Therapeutic horse riding in Hannibal

Patrick Massaro, a therapeutic riding client, rides “Coal” at Meadow Gates Farm. Therapeutic riding promotes socialization since instructors, therapists, volunteers, parents and riders get together. During lessons friendships are made, acceptable behaviors are reinforced and students develop a human-animal bond.

by Nicole Reitz

Rachel Gates, owner of Meadow Gates Farm in Hannibal, has a passion for riding horses and helping others.

So she decided to combine the two.

Gates recently began offering therapeutic riding lessons for people with disabilities at her farm.

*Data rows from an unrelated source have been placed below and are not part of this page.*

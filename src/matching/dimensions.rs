//! Numeric dimension extraction from product and line-item text.
//!
//! Width is only ever read from an explicit dimensional context
//! (`457 mm x`, `457 x 600`, `Width: 457`, `Breite: 457`, `, 457 mm`).
//! A bare 3–4 digit number is NEVER a width — quantities and article
//! numbers look exactly like that, and the confusion has real cost.

use std::sync::OnceLock;

use regex::Regex;

use crate::models::ItemAttributes;

/// Comparison tolerance for dimension values, in the dimension's unit.
pub const DIMENSION_TOLERANCE: f64 = 5.0;

#[derive(Debug, Clone, Copy, PartialEq, Eq, Hash)]
pub enum Dim {
    WidthMm,
    HeightMm,
    ThicknessMm,
    LengthM,
}

/// The set of dimensions found in one piece of text.
#[derive(Debug, Clone, Default, PartialEq)]
pub struct DimensionSet {
    values: Vec<(Dim, f64)>,
}

impl DimensionSet {
    pub fn insert(&mut self, dim: Dim, value: f64) {
        if !self.values.iter().any(|(d, _)| *d == dim) {
            self.values.push((dim, value));
        }
    }

    pub fn get(&self, dim: Dim) -> Option<f64> {
        self.values.iter().find(|(d, _)| *d == dim).map(|(_, v)| *v)
    }

    pub fn is_empty(&self) -> bool {
        self.values.is_empty()
    }

    pub fn len(&self) -> usize {
        self.values.len()
    }
}

impl From<&ItemAttributes> for DimensionSet {
    fn from(attrs: &ItemAttributes) -> Self {
        let mut set = DimensionSet::default();
        if let Some(w) = attrs.width_mm {
            set.insert(Dim::WidthMm, w);
        }
        if let Some(h) = attrs.height_mm {
            set.insert(Dim::HeightMm, h);
        }
        if let Some(t) = attrs.thickness_mm {
            set.insert(Dim::ThicknessMm, t);
        }
        if let Some(l) = attrs.length_m {
            set.insert(Dim::LengthM, l);
        }
        set
    }
}

fn num(s: &str) -> Option<f64> {
    s.replace(',', ".").parse().ok()
}

macro_rules! cached_regex {
    ($name:ident, $pattern:expr) => {
        fn $name() -> &'static Regex {
            static RE: OnceLock<Regex> = OnceLock::new();
            RE.get_or_init(|| Regex::new($pattern).unwrap())
        }
    };
}

// Width contexts. Each one is explicit; nothing here matches a bare number.
cached_regex!(width_mm_x, r"(?i)\b(\d{1,4}(?:[.,]\d+)?)\s*mm\s*[x×*]");
cached_regex!(width_n_x_m, r"(?i)\b(\d{1,4}(?:[.,]\d+)?)\s*[x×*]\s*(\d{1,4}(?:[.,]\d+)?)");
cached_regex!(width_labeled, r"(?i)\b(?:width|breite|b)\s*[:=]\s*(\d{1,4}(?:[.,]\d+)?)");
cached_regex!(width_comma_mm, r"(?i),\s*(\d{1,4}(?:[.,]\d+)?)\s*mm\b");

// Thickness and length contexts.
cached_regex!(thickness_labeled, r"(?i)\b(?:thickness|st[äa]rke|dicke)\s*[:=]?\s*(\d{1,2}(?:[.,]\d+)?)\s*(?:mm)?\b");
cached_regex!(triple_dims, r"(?i)\b(\d{1,4}(?:[.,]\d+)?)\s*[x×*]\s*(\d{1,4}(?:[.,]\d+)?)\s*[x×*]\s*(\d{1,2}(?:[.,]\d+)?)");
cached_regex!(length_labeled, r"(?i)\b(?:length|l[äa]nge)\s*[:=]?\s*(\d{1,5}(?:[.,]\d+)?)\s*m\b");
cached_regex!(length_unit, r"(?i)\b(\d{1,5}(?:[.,]\d+)?)\s*m\b");

/// Width from explicit dimensional context only.
pub fn extract_width_mm(text: &str) -> Option<f64> {
    if let Some(c) = width_mm_x().captures(text) {
        return num(&c[1]);
    }
    if let Some(c) = width_labeled().captures(text) {
        return num(&c[1]);
    }
    if let Some(c) = width_n_x_m().captures(text) {
        return num(&c[1]);
    }
    if let Some(c) = width_comma_mm().captures(text) {
        return num(&c[1]);
    }
    None
}

/// All dimensions found in the text.
pub fn extract_dimensions(text: &str) -> DimensionSet {
    let mut set = DimensionSet::default();

    if let Some(w) = extract_width_mm(text) {
        set.insert(Dim::WidthMm, w);
    }

    if let Some(c) = triple_dims().captures(text) {
        if let (Some(h), Some(t)) = (num(&c[2]), num(&c[3])) {
            set.insert(Dim::HeightMm, h);
            set.insert(Dim::ThicknessMm, t);
        }
    } else if let Some(c) = width_n_x_m().captures(text) {
        if let Some(second) = num(&c[2]) {
            set.insert(Dim::HeightMm, second);
        }
    }

    if let Some(c) = thickness_labeled().captures(text) {
        if let Some(t) = num(&c[1]) {
            set.insert(Dim::ThicknessMm, t);
        }
    }

    if let Some(c) = length_labeled().captures(text) {
        if let Some(l) = num(&c[1]) {
            set.insert(Dim::LengthM, l);
        }
    } else if let Some(c) = length_unit().captures(text) {
        if let Some(l) = num(&c[1]) {
            set.insert(Dim::LengthM, l);
        }
    }

    set
}

/// Intersection-over-union of two dimension sets with ±5 tolerance.
///
/// A dimension counts toward the intersection when both sides carry it
/// and the values agree within tolerance. The union counts dimensions
/// present on either side.
pub fn dimension_overlap(a: &DimensionSet, b: &DimensionSet) -> f32 {
    const ALL: [Dim; 4] = [Dim::WidthMm, Dim::HeightMm, Dim::ThicknessMm, Dim::LengthM];

    let mut union = 0u32;
    let mut intersection = 0u32;

    for dim in ALL {
        match (a.get(dim), b.get(dim)) {
            (Some(av), Some(bv)) => {
                union += 1;
                if (av - bv).abs() <= DIMENSION_TOLERANCE {
                    intersection += 1;
                }
            }
            (Some(_), None) | (None, Some(_)) => union += 1,
            (None, None) => {}
        }
    }

    if union == 0 {
        0.0
    } else {
        intersection as f32 / union as f32
    }
}

/// True when both sides state dimensions and none of the shared ones
/// agree — the strongest disagreement signal.
pub fn dimensions_conflict(a: &DimensionSet, b: &DimensionSet) -> bool {
    if a.is_empty() || b.is_empty() {
        return false;
    }
    const ALL: [Dim; 4] = [Dim::WidthMm, Dim::HeightMm, Dim::ThicknessMm, Dim::LengthM];
    let mut shared = 0;
    let mut agreeing = 0;
    for dim in ALL {
        if let (Some(av), Some(bv)) = (a.get(dim), b.get(dim)) {
            shared += 1;
            if (av - bv).abs() <= DIMENSION_TOLERANCE {
                agreeing += 1;
            }
        }
    }
    shared > 0 && agreeing == 0
}

#[cfg(test)]
mod tests {
    use super::*;

    #[test]
    fn bare_numbers_are_never_width() {
        // Quantity-as-width confusion guard.
        assert_eq!(extract_width_mm("order 234 pieces"), None);
        assert_eq!(extract_width_mm("SDS1923 Duro Seal Bobst Universal HS Cod 234"), None);
        assert_eq!(extract_width_mm("1520"), None);
        assert_eq!(extract_width_mm("article 4571"), None);
    }

    #[test]
    fn width_from_mm_x_context() {
        assert_eq!(extract_width_mm("457 mm x 2000 mm roll"), Some(457.0));
    }

    #[test]
    fn width_from_n_x_m() {
        assert_eq!(extract_width_mm("blade 457 x 600"), Some(457.0));
    }

    #[test]
    fn width_from_labels() {
        assert_eq!(extract_width_mm("Width: 457"), Some(457.0));
        assert_eq!(extract_width_mm("Breite: 600"), Some(600.0));
        assert_eq!(extract_width_mm("breite = 35"), Some(35.0));
    }

    #[test]
    fn width_from_comma_mm() {
        assert_eq!(extract_width_mm("Duro Seal, 457 mm"), Some(457.0));
    }

    #[test]
    fn decimal_comma_in_width() {
        assert_eq!(extract_width_mm("12,5 mm x 33 m"), Some(12.5));
    }

    #[test]
    fn n_x_m_yields_width_and_height() {
        let dims = extract_dimensions("seal 457 x 600");
        assert_eq!(dims.get(Dim::WidthMm), Some(457.0));
        assert_eq!(dims.get(Dim::HeightMm), Some(600.0));
    }

    #[test]
    fn triple_dims_include_thickness() {
        let dims = extract_dimensions("plate 457 x 600 x 1,5");
        assert_eq!(dims.get(Dim::WidthMm), Some(457.0));
        assert_eq!(dims.get(Dim::HeightMm), Some(600.0));
        assert_eq!(dims.get(Dim::ThicknessMm), Some(1.5));
    }

    #[test]
    fn thickness_from_german_label() {
        let dims = extract_dimensions("Stärke 1,7 mm");
        assert_eq!(dims.get(Dim::ThicknessMm), Some(1.7));
    }

    #[test]
    fn length_from_meter_unit_not_mm() {
        let dims = extract_dimensions("roll 33 m");
        assert_eq!(dims.get(Dim::LengthM), Some(33.0));

        let no_len = extract_dimensions("457 mm");
        assert_eq!(no_len.get(Dim::LengthM), None);
    }

    #[test]
    fn overlap_within_tolerance() {
        let mut a = DimensionSet::default();
        a.insert(Dim::WidthMm, 457.0);
        let mut b = DimensionSet::default();
        b.insert(Dim::WidthMm, 460.0);
        assert!((dimension_overlap(&a, &b) - 1.0).abs() < f32::EPSILON);
    }

    #[test]
    fn overlap_outside_tolerance_is_zero() {
        let mut a = DimensionSet::default();
        a.insert(Dim::WidthMm, 457.0);
        let mut b = DimensionSet::default();
        b.insert(Dim::WidthMm, 600.0);
        assert_eq!(dimension_overlap(&a, &b), 0.0);
        assert!(dimensions_conflict(&a, &b));
    }

    #[test]
    fn overlap_is_iou_over_union() {
        let mut a = DimensionSet::default();
        a.insert(Dim::WidthMm, 457.0);
        a.insert(Dim::ThicknessMm, 1.5);
        let mut b = DimensionSet::default();
        b.insert(Dim::WidthMm, 457.0);
        // union = {width, thickness}, intersection = {width}
        assert!((dimension_overlap(&a, &b) - 0.5).abs() < f32::EPSILON);
        assert!(!dimensions_conflict(&a, &b));
    }

    #[test]
    fn empty_sets_have_zero_overlap_and_no_conflict() {
        let empty = DimensionSet::default();
        let mut one = DimensionSet::default();
        one.insert(Dim::WidthMm, 100.0);
        assert_eq!(dimension_overlap(&empty, &empty), 0.0);
        assert_eq!(dimension_overlap(&empty, &one), 0.0);
        assert!(!dimensions_conflict(&empty, &one));
    }

    #[test]
    fn attributes_convert_to_dimension_set() {
        let attrs = ItemAttributes {
            width_mm: Some(457.0),
            thickness_mm: Some(1.5),
            ..Default::default()
        };
        let set = DimensionSet::from(&attrs);
        assert_eq!(set.len(), 2);
        assert_eq!(set.get(Dim::WidthMm), Some(457.0));
    }
}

Therapeutic riding is a program that provides structured horseback riding sessions to children and adults with physical, cognitive and emotional disabilities. People with disabilities can benefit from riding because it can help with improving posture, balance, strength, and social skills, Gates said.

It also builds self-esteem in students because they are handling animals as large as 1,200 pounds.

“Just being on a horse for someone with physical disabilities helps them with their muscle strength because they have to learn to move with the horse,” said Gates.

Gates, who has been working at Tanglewood Riding Center in Syracuse, has worked with clients with cerebral palsy, ADHD and autism.

Gates has owned and operated Meadow Gates Farms for the past four years. She started researching therapeutic riding two years ago and became interested after seeing the benefits horses had on her husband’s psychological health.

Gates’ husband is disabled and is unable to work outside of the home. She saw her husband interact with a horse and form a bond that positively affected his mood. She began volunteering with an organization and joined with Astride.

Gates is certified to instruct therapeutic riding courses. She decided to bring therapeutic riding to her own farm because Tanglewood’s facilities are not available during the fall and winter months.

During the one hour lessons at her farm, Gates plays games with students to instill other skills while riding.

Riding on a horse helps the disabled build core strength, and gives them an opportunity to stretch outside of physical therapy. Students stretch before getting on a horse. They learn how to steer, move forward and stop. By regulation, Gates’ students also have to practice an emergency dismount once a year.

Gates’ goal is to raise funds so that she can build an indoor arena where students can ride all year long, including the summer. Some of Gates’ clients are unable to tolerate warmer temperatures.